Pagan
Amanita Muscaria: Looking Back Millenia
Pagan: the first Burmese state in the 11-13th centuries.
Also, a city in Burma on the Irrawaddy river. Buddhist religious centre. Founded in 850.
In the Middle Ages, capital of the state of the same name. Known for its numerous cult constructions, including the Shwezigon Pagoda (11th century).
Soviet Encyclopedic Dictionary
Despite the differences in the linguistic and economic structures of the peoples inhabiting the current territory of Russia, they have one thing in common: since time immemorial, most tribes have used the hallucinogenic amanita muscaria, better known as fly agaric, to achieve altered states of consciousness. With over fifty varieties, this mushroom is to be found on all continents except South America and Australia.
In his monumental two-volume monograph Mushrooms, Russia, and History, the American mycologist R.G. Wasson disputes the claim that the use of fly agaric mushrooms as a drug began around 10,000 years ago. He contends that it actually started much earlier, near the end of the Ice Age, as the fungus shared its habitat with birch and pine trees that covered the Eurasian plains just after the glacial retreat.

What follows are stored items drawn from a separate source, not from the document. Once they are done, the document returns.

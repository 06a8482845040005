//! Full-state snapshot save/restore.
//!
//! The undo engine depends only on this narrow capability, never on config
//! internals, so it can be tested against an in-memory fake store. Blobs
//! are opaque bytes to every consumer; the current encoding is serde_json
//! but nothing outside this module may rely on that.

use serde::{Deserialize, Serialize};

use crate::config::Config;
use crate::error::{ConfigError, Result};

/// Opaque serialized config state.
#[derive(Debug, Clone, PartialEq, Eq, Serialize, Deserialize)]
pub struct SnapshotBlob(Vec<u8>);

impl SnapshotBlob {
    /// Raw bytes (for queueing to the notification router).
    pub fn as_bytes(&self) -> &[u8] {
        &self.0
    }

    /// Wrap raw bytes received from a queue.
    pub fn from_bytes(bytes: Vec<u8>) -> Self {
        Self(bytes)
    }
}

/// Full-state serialize/restore capability.
pub trait Snapshot: Sized {
    /// Serialize the complete current state.
    fn save(&self) -> Result<SnapshotBlob>;

    /// Reconstruct an equivalent object from a blob.
    fn restore(blob: &SnapshotBlob) -> Result<Self>;
}

impl Snapshot for Config {
    fn save(&self) -> Result<SnapshotBlob> {
        let bytes = serde_json::to_vec(self).map_err(|e| ConfigError::SnapshotEncode {
            reason: e.to_string(),
        })?;
        Ok(SnapshotBlob(bytes))
    }

    fn restore(blob: &SnapshotBlob) -> Result<Self> {
        serde_json::from_slice(&blob.0).map_err(|e| ConfigError::SnapshotDecode {
            reason: e.to_string(),
        })
    }
}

The wealth of anthropological evidence provided by Wasson and reviewed in his book clearly confirms the crucial role played by the plant in the lives of the indigenous peoples in this geographical area.
Two anthropologists, Jochelson and Bogoras, members of the North Pacific Expedition organized by the American Museum of Natural History to study the peoples of the coastal areas of Siberia, also wrote about fly agaric and its uses (in 1905 and 1910 respectively). As a rule, the mushrooms were collected in August; only young girls were allowed to pick and dry them. For fear of poisoning, the Koryaks never ate them fresh but dried them in the morning sun. Women were not allowed to swallow any, but they would chew them and keep them in their mouths for lengthy periods.
The alkaloids contained in fly agaric cause poisoning, hallucinations, and addiction. One of the hallu-cinogenic effects is that nearby objects become either very large (macropsia) or very small (micropsia). Episodes of extreme agitation are followed by moments of deep depression. Unlike other hallucinogens, amanita muscaria also leads to physical hyperactivity. It was used for particular sacred, medicinal, and ritual purposes: to communicate with supernatural forces, to predict the future, to find the cause of an ailment, and for pleasure during feasts.
Some tribes, such as the Chukchi, were convinced that mushrooms were “another tribe.” Under the influence, they would always see visions of men — precisely the same number of men as the number of mushrooms eaten. The tundra people believed these creatures would take you by the hand and travel the world with you. They would show the mushroom eater real objects and spirits, following tangled paths and visiting places inhabited by the dead.
An interesting point in the use of mushrooms is the secondary employment of urine. For example, the Koryaks discovered that the hallucinogenic properties of the mushrooms appear in the urine of men who have taken of fly agaric. The man, leaving his dwelling, would relieve himself in a specially prepared wooden container which contained mushrooms. The process was repeated five times until the mushrooms took on the necessary properties. Siberian shepherds may have noticed the link between the properties of mushroom and their presence in urine by observing the behaviour of their reindeer. When the animals ate mushrooms, they developed a craving for shepherds’ urine and would often approach their dwellings to drink it. Every Koryak man carried a sealskin vessel which he used to store his urine. This vessel was a means to lure deer who had gone off to remote pastures. They would return for a taste of urine-soaked snow.
Samoyed forest shamans would eat mushrooms when they were completely ripe and had dried out. It was a dangerous business: if the spirits that inhabited the mushrooms were not well-disposed toward the eater, it was believed that they could kill him. Like the Chukchi, the Samoyeds reported that man-like creatures appeared to them in visions. According to Karjalainen, music was an important element in the Vashugan mushroom ritual. A peculiar ceremony of eating mushrooms existed among the Khanty and Ket peoples, two other Siberian indigenous groups. They would fill the shaman’s tipi-like tent with the smoke of smouldering resinous tree bark; the shaman would eat nothing for a day, then take three to seven caps of fly agaric on an empty stomach before falling asleep. When he woke up, he would narrate what the Spirit had revealed to him through its messengers. The shaman would be greatly agitated, shouting and trembling.
Evidently, a culture associated with the use of amanita muscaria existed everywhere in the southern and western regions of present-day Russia.
The struggle between Christianity and paganism pushed the use of fly agaric further and further north-east. Even so, for thousands of years, the spiritual development of the peoples inhabiting this colossal territory was based on the ecstatic states associated with the consumption of fly agaric. In our view Russia, which has become the arena of all kinds of socio-historical experiments and the Russian character with its immensity and lack of restraint are phenomena connected to a bright-red mushroom, which still grows abundantly in any natural environment marked by the symbiosis of birch and pine.
Much of this essay is based on information from Hallucinogens: Cross-Cultural Perspectives by Marlene Dobkin de Rios.